Ce droit est d’autant plus important pendant les conflits armés ; il devient alors un « droit à la survie ». La vie des civil•e•s et le respect de leurs droits fondamentaux dépendent de l’accès à l’information. Les civil•e•s ont besoin de communiquer avec leur famille et ami•e•s, ils ont besoin d’informations sur la situation en matière de sécurité, sur les endroits où trouver les services essentiels. Cela passe aussi par un accès à l’internet.
LA PROTECTION DES JOURNALISTES, PIERRE ANGULAIRE DE LA LIBERTÉ D’INFORMATION
« Les journalistes ne devraient pas faire l’objet de poursuites pénales pour leur travail, mais c’est pourtant le cas dans de nombreux Etats. Les condamnations sont d’autant plus fortes pour les publications en ligne qui ont une résonance internationale. La société civile, les avocats et les citoyen·ne·s doivent veiller à ce que liberté d’expression offline et online soit respectée, et qu’elle ne puisse être restreinte que dans les conditions clairement édictées par les droits humains. » Irène Khan
Observez-vous une dégradation de la liberté d’expression ces derniers temps ? Comment cela affecte-t-il vos priorités ?
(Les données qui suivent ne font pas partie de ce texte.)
//! Failure causes of the individual pipeline steps.
//!
//! None of these ever escape `CitationValidator::validate_all`: the
//! orchestrator turns them into zero-evidence citation uses, keeping the
//! display string in `CitationUse::unverified_reason`.

use std::path::PathBuf;

#[derive(Debug, thiserror::Error)]
pub enum CitationError {
    #[error("archive lookup failed for {arxiv_id}: {reason}")]
    Resolution { arxiv_id: String, reason: String },

    #[error("cannot read cited document {}: {reason}", path.display())]
    Parse { path: PathBuf, reason: String },

    #[error("embedding provider failed: {reason}")]
    Embedding { reason: String },

    #[error("alternative source search failed: {reason}")]
    Search { reason: String },

    #[error("citation cache I/O error at {}: {source}", path.display())]
    Cache {
        path: PathBuf,
        #[source]
        source: std::io::Error,
    },
}

impl CitationError {
    pub fn embedding(reason: impl Into<String>) -> Self {
        CitationError::Embedding {
            reason: reason.into(),
        }
    }

    pub fn search(reason: impl Into<String>) -> Self {
        CitationError::Search {
            reason: reason.into(),
        }
    }
}

pub type Result<T> = std::result::Result<T, CitationError>;
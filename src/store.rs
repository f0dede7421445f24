//! Sled persistence for validation reports, keyed by file tag and invalidated
//! by the manuscript hash.

use crate::models::{CitationUse, ValidationReport};

use chrono::Utc;
use sha2::{Digest, Sha256};

const VALIDATIONS_TREE: &str = "validations";

/// SHA256 of the manuscript text, used to detect edits between runs.
pub fn hash_manuscript(text: &str) -> String {
    let mut hasher = Sha256::new();
    hasher.update(text.as_bytes());
    format!("{:x}", hasher.finalize())
}

pub fn new_report(file_tag: &str, text: &str, citations: Vec<CitationUse>) -> ValidationReport {
    ValidationReport {
        file_tag: file_tag.to_string(),
        manuscript_hash: hash_manuscript(text),
        timestamp: Utc::now().to_rfc3339(),
        citations,
    }
}

pub fn load_report(db: &sled::Db, file_tag: &str) -> Option<ValidationReport> {
    let tree = db.open_tree(VALIDATIONS_TREE).ok()?;
    let data = tree.get(file_tag.as_bytes()).ok()??;
    serde_json::from_slice(&data).ok()
}

/// Cached report for `file_tag`, but only if it was computed from `text`.
pub fn load_fresh_report(db: &sled::Db, file_tag: &str, text: &str) -> Option<ValidationReport> {
    load_report(db, file_tag).filter(|r| r.manuscript_hash == hash_manuscript(text))
}

pub fn save_report(db: &sled::Db, report: &ValidationReport) -> Result<(), String> {
    let tree = db
        .open_tree(VALIDATIONS_TREE)
        .map_err(|e| format!("Cannot open validations tree: {}", e))?;
    let json = serde_json::to_vec(report).map_err(|e| format!("JSON serialize error: {}", e))?;
    tree.insert(report.file_tag.as_bytes(), json)
        .map_err(|e| format!("Sled insert error: {}", e))?;
    Ok(())
}
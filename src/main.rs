//! Citation validator - checks that a manuscript's numbered citations point at
//! sources that actually support the citing claims.
//!
//! This is the main entry point for the validation server.
//! The application is organized into the following modules:
//!
//! - `references`, `occurrences`, `context`: manuscript extraction
//! - `archive`, `resolver`: cited-document download and caching
//! - `sections`, `embeddings`, `scorer`: section-level support scoring
//! - `checklist`, `suggestions`, `alternatives`: verdicts and advice
//! - `pipeline`: the per-manuscript orchestrator
//! - `handlers`, `store`: HTTP routes and the report cache

use anyhow::{Context, Result};
use axum::{
    routing::{get, post},
    Router,
};
use std::sync::Arc;
use tracing_subscriber::{layer::SubscriberExt, util::SubscriberInitExt};

use citecheck::{config::Config, handlers, AppState};

// ============================================================================
// Main
// ============================================================================

#[tokio::main]
async fn main() -> Result<()> {
    tracing_subscriber::registry()
        .with(
            tracing_subscriber::EnvFilter::try_from_default_env()
                .unwrap_or_else(|_| "info,citecheck=debug".into()),
        )
        .with(tracing_subscriber::fmt::layer())
        .init();

    let config = Config::from_env().context("Failed to load configuration")?;
    let state = Arc::new(AppState::from_config(&config)?);

    let app = Router::new()
        .route("/health", get(handlers::health))
        // Validation routes
        .route("/api/citations/validate", post(handlers::validate_citations))
        .route("/api/citations/{file_tag}", get(handlers::get_report))
        // Alternative source index
        .route("/api/sources", post(handlers::index_source))
        .with_state(state.clone());

    let listener = tokio::net::TcpListener::bind(config.bind_addr)
        .await
        .with_context(|| format!("Failed to bind to {}", config.bind_addr))?;

    tracing::info!("Citation validator running at http://{}", config.bind_addr);
    tracing::info!(storage = %config.storage_root.display(), "Document cache");
    tracing::info!(indexed = state.sources.len(), "Alternative source index loaded");
    if config.embedding_api_key.is_none() {
        tracing::warn!("EMBEDDING_API_KEY not set; embedding requests are sent unauthenticated");
    }

    axum::serve(listener, app).await.context("Server error")?;
    Ok(())
}
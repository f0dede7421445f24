//! Citation validator library - re-exports for testing and external use.
//!
//! Given a manuscript's text, the pipeline finds its numbered reference list
//! and in-text markers, downloads the cited arXiv papers, scores how well the
//! best-matching section of each paper supports the citing claim, and rates
//! every citation with a fixed checklist plus improvement suggestions.

use anyhow::Context;
use sled::Db;
use std::fs;
use std::sync::Arc;

pub mod alternatives;
pub mod archive;
pub mod checklist;
pub mod config;
pub mod context;
pub mod embeddings;
pub mod error;
pub mod handlers;
pub mod models;
pub mod occurrences;
pub mod pipeline;
pub mod references;
pub mod resolver;
pub mod scorer;
pub mod sections;
pub mod store;
pub mod suggestions;

use alternatives::SledSourceIndex;
use archive::ArxivClient;
use config::Config;
use embeddings::{EmbeddingProvider, HttpEmbeddingProvider};
use pipeline::CitationValidator;
use sections::PdfTextParser;

// ============================================================================
// Application State
// ============================================================================

#[derive(Clone)]
pub struct AppState {
    pub db: Db,
    pub validator: Arc<CitationValidator>,
    pub sources: SledSourceIndex,
    pub embedder: Arc<dyn EmbeddingProvider>,
}

impl AppState {
    pub fn new(
        db: Db,
        validator: Arc<CitationValidator>,
        sources: SledSourceIndex,
        embedder: Arc<dyn EmbeddingProvider>,
    ) -> Self {
        Self {
            db,
            validator,
            sources,
            embedder,
        }
    }

    /// Wire the production collaborators: arXiv downloads, PDF text
    /// extraction, the HTTP embedding API and the sled source index.
    pub fn from_config(config: &Config) -> anyhow::Result<Self> {
        fs::create_dir_all(&config.storage_root).with_context(|| {
            format!("Cannot create storage root {}", config.storage_root.display())
        })?;
        let db = sled::open(&config.db_path)
            .with_context(|| format!("Failed to open database at {}", config.db_path.display()))?;

        let archive = ArxivClient::new(&config.arxiv_base_url).context("Invalid ARXIV_BASE_URL")?;
        let embedder: Arc<dyn EmbeddingProvider> = Arc::new(HttpEmbeddingProvider::new(
            config.embedding_api_url.clone(),
            config.embedding_api_key.clone(),
            config.embedding_model.clone(),
        ));
        let sources = SledSourceIndex::open(&db)?;

        let validator = CitationValidator::new(
            config.storage_root.clone(),
            Arc::new(archive),
            Arc::new(PdfTextParser),
            Arc::clone(&embedder),
        )
        .with_alternatives(Arc::new(sources.clone()))
        .with_max_concurrency(config.max_concurrency);

        Ok(Self::new(db, Arc::new(validator), sources, embedder))
    }
}

// Re-export commonly used types
pub use error::CitationError;

pub use models::{
    AlternativeSource, Checklist, CitationUse, CitedSection, IndexSourceRequest,
    IndexSourceResponse, Occurrence, ReferenceEntry, ValidateRequest, ValidationReport,
};

pub use references::{
    extract_arxiv_id, extract_doi, extract_references, extract_title, extract_year,
    parse_reference, reference_section,
};

pub use occurrences::scan_occurrences;

pub use checklist::checklist_verdict;

pub use pipeline::dedup_by_number;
Les temps sont durs pour la liberté d’expression dans un contexte de montée de l’autoritarisme, de rétrécissement de l’espace civique et de menaces pour les droits de l’homme et la liberté des médias. La technologie numérique a révolutionné l’information et les modes de communication, augmentant les possibilités de liberté d’expression, mais elle a également apporté de nouveaux défis et risques, notamment les menaces de surveillance, les violations de la protection des données, la désinformation et la mésinformation. Je suis particulièrement préoccupée par les attaques en ligne, les discours haineux et la désinformation. Davantage doit être entrepris pour rendre ces plateformes sûres.
Les lois destinées à limiter les fausses nouvelles sont-elles une solution ?
La criminalisation du partage d’informations fondées sur des idées vagues et ambiguës, comme les « fausses nouvelles », viole le droit à la liberté d’expression et ne limite en rien la désinformation. Une information diversifiée et fiable est un antidote évident à la désinformation. Les gouvernements peuvent y contribuer en encourageant le développement de médias indépendants, libres, pluralistes et diversifiés.
Les entreprises numériques doivent assumer leur responsabilité en matière de respect des droits humains et faire preuve de diligence raisonnable, y compris par un réexamen de leur modèle économique, et être tenues responsables des actes de répression numérique, tels que les suppressions et les manipulations de contenus. Il y a un besoin urgent de transparence.
L’éducation aux médias, à l’information et au numérique donne aux gens les moyens d’agir et les rend résistants à la désinformation et à la mésinformation. Elle devrait faire partie du programme scolaire national dans tous les pays du monde.
Je suis particulièrement préoccupée par les attaques en ligne, les discours haineux et la désinformation.